Convinced that the company improperly used the hospitalization insurance issue as a bargaining tool during the strike, the union seeks an injunction to avoid a reoccurrence. To solidify its position, the union also wishes to penalize the company through punitive damages and by requiring "disagreement" to the Plan. A substantial part of the union's argument rests on the company's payment of premiums during earlier strikes when the labor contracts contained the same provision in material aspects.

The employer, on the other hand, contends that its obligation to pay for insurance is limited to the duration of the collective bargaining agreement. In support of this contention, the employer refers to clauses in the labor contract and to language in the group insurance Plan booklet.

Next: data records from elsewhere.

use axum::body::Body;
use axum::http::{header, Request, StatusCode};
use strato_api::app_config::{Config, GestureConfig, ServerConfig, SourcingConfig};
use strato_api::{app, build_state};
use strato_core::{haversine_miles, AirportTable};
use tower::util::ServiceExt;

fn offline_config() -> Config {
    Config {
        server: ServerConfig { port: 0 },
        sourcing: SourcingConfig {
            live_data: false,
            schedule_access_key: None,
            fetch_proxy: String::new(),
            position_feed_url: String::new(),
            schedule_api_url: String::new(),
        },
        gesture: GestureConfig {
            debounce_ms: 350,
            frame_stride: 1,
            vocabulary: "scroll".into(),
        },
    }
}

async fn post_json(app: axum::Router, uri: &str, body: serde_json::Value) -> (StatusCode, serde_json::Value) {
    let response = app
        .oneshot(
            Request::post(uri)
                .header(header::CONTENT_TYPE, "application/json")
                .body(Body::from(body.to_string()))
                .unwrap(),
        )
        .await
        .unwrap();

    let status = response.status();
    let bytes = axum::body::to_bytes(response.into_body(), usize::MAX)
        .await
        .unwrap();
    let json = serde_json::from_slice(&bytes).unwrap_or(serde_json::Value::Null);
    (status, json)
}

#[tokio::test]
async fn test_business_class_search_with_live_sourcing_disabled() {
    let app = app(build_state(&offline_config()));

    let (status, body) = post_json(
        app,
        "/v1/flights/search",
        serde_json::json!({
            "origin": "LAX",
            "destination": "LHR",
            "cabin_class": "business",
            "passengers": 1
        }),
    )
    .await;

    assert_eq!(status, StatusCode::OK);
    assert_eq!(body["count"], 10);
    assert_eq!(body["live_data"], false);

    let offers = body["offers"].as_array().unwrap();
    assert_eq!(offers.len(), 10);

    let table = AirportTable;
    let distance = haversine_miles(table.get("LAX").unwrap(), table.get("LHR").unwrap());
    let base_fare = 150.0 + distance * 0.18;

    let mut last_price = 0i64;
    for offer in offers {
        assert_eq!(offer["source"], "SYNTHESIZED");

        // Ascending by price.
        let price = offer["price"].as_i64().unwrap();
        assert!(price >= last_price, "offers not sorted by price");
        last_price = price;

        // Every business fare clears the economy ceiling for its duration:
        // the 2.2 multiplier at minimum variation beats 1.2 at maximum.
        let hours = offer["duration"]
            .as_str()
            .unwrap()
            .split('h')
            .next()
            .unwrap()
            .parse::<f64>()
            .unwrap();
        let economy_ceiling = base_fare * (1.0 + (hours + 1.0) / 20.0) * 1.2;
        assert!(
            price as f64 >= economy_ceiling,
            "business fare {price} below economy ceiling {economy_ceiling}"
        );
    }
}

#[tokio::test]
async fn test_same_origin_destination_is_empty_not_an_error() {
    let app = app(build_state(&offline_config()));

    let (status, body) = post_json(
        app,
        "/v1/flights/search",
        serde_json::json!({ "origin": "LAX", "destination": "LAX" }),
    )
    .await;

    assert_eq!(status, StatusCode::OK);
    assert_eq!(body["count"], 0);
    assert_eq!(body["offers"].as_array().unwrap().len(), 0);
}

#[tokio::test]
async fn test_sort_reorders_displayed_results() {
    let state = build_state(&offline_config());
    let search_app = app(state.clone());

    let (status, _) = post_json(
        search_app,
        "/v1/flights/search",
        serde_json::json!({ "origin": "JFK", "destination": "CDG" }),
    )
    .await;
    assert_eq!(status, StatusCode::OK);

    let (status, sorted) = post_json(
        app(state),
        "/v1/flights/sort",
        serde_json::json!({ "key": "airline" }),
    )
    .await;
    assert_eq!(status, StatusCode::OK);

    let airlines: Vec<&str> = sorted
        .as_array()
        .unwrap()
        .iter()
        .map(|o| o["airline"].as_str().unwrap())
        .collect();
    let mut expected = airlines.clone();
    expected.sort();
    assert_eq!(airlines, expected);
}

#[tokio::test]
async fn test_gesture_frame_endpoint_classifies_and_dispatches() {
    let app = app(build_state(&offline_config()));

    // A peace sign: index and middle tips high, ring and pinky low.
    let mut landmarks: Vec<serde_json::Value> = (0..21)
        .map(|_| serde_json::json!({ "x": 0.5, "y": 0.5 }))
        .collect();
    landmarks[8] = serde_json::json!({ "x": 0.5, "y": 0.2 });
    landmarks[12] = serde_json::json!({ "x": 0.5, "y": 0.2 });
    landmarks[16] = serde_json::json!({ "x": 0.5, "y": 0.7 });
    landmarks[20] = serde_json::json!({ "x": 0.5, "y": 0.7 });

    let (status, body) = post_json(
        app,
        "/v1/gestures/frame",
        serde_json::json!({ "landmarks": landmarks }),
    )
    .await;

    assert_eq!(status, StatusCode::OK);
    assert_eq!(body["label"], "peace");
    assert_eq!(body["accepted"], true);
    assert_eq!(body["action"]["kind"], "scroll_page");
    assert_eq!(body["action"]["delta_px"], 250);
    assert_eq!(body["status"], "Scrolling down");
}

#[tokio::test]
async fn test_gesture_frame_rejects_wrong_landmark_count() {
    let app = app(build_state(&offline_config()));

    let landmarks: Vec<serde_json::Value> = (0..5)
        .map(|_| serde_json::json!({ "x": 0.5, "y": 0.5 }))
        .collect();

    let (status, _) = post_json(
        app,
        "/v1/gestures/frame",
        serde_json::json!({ "landmarks": landmarks }),
    )
    .await;

    assert_eq!(status, StatusCode::BAD_REQUEST);
}

#[tokio::test]
async fn test_absent_hand_reports_idle_status() {
    let app = app(build_state(&offline_config()));

    let (status, body) = post_json(app, "/v1/gestures/frame", serde_json::json!({})).await;

    assert_eq!(status, StatusCode::OK);
    assert_eq!(body["label"], "none");
    assert_eq!(body["accepted"], false);
    assert!(body["action"].is_null());
    assert_eq!(body["status"], "Ready for gestures");
}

It is apparent that no controversy exists between the parties about the claim of any specific individual. Nor is there any dispute as to whether certain services are within the scope of the Plan, or whether certain persons are eligible for benefits. The question at issue is a limited one--when must the employer maintain coverage. 4

To resolve the matter, we must decide whether the answer is to be found in the collective bargaining agreement or ERISA's provisions. As a preliminary observation, it is helpful to remember that ERISA's concern is with the elements of a plan and its administration after it has been established rather than to mandate the creation of a program. ERISA does not require an employer to establish a hospitalization plan nor continue it indefinitely.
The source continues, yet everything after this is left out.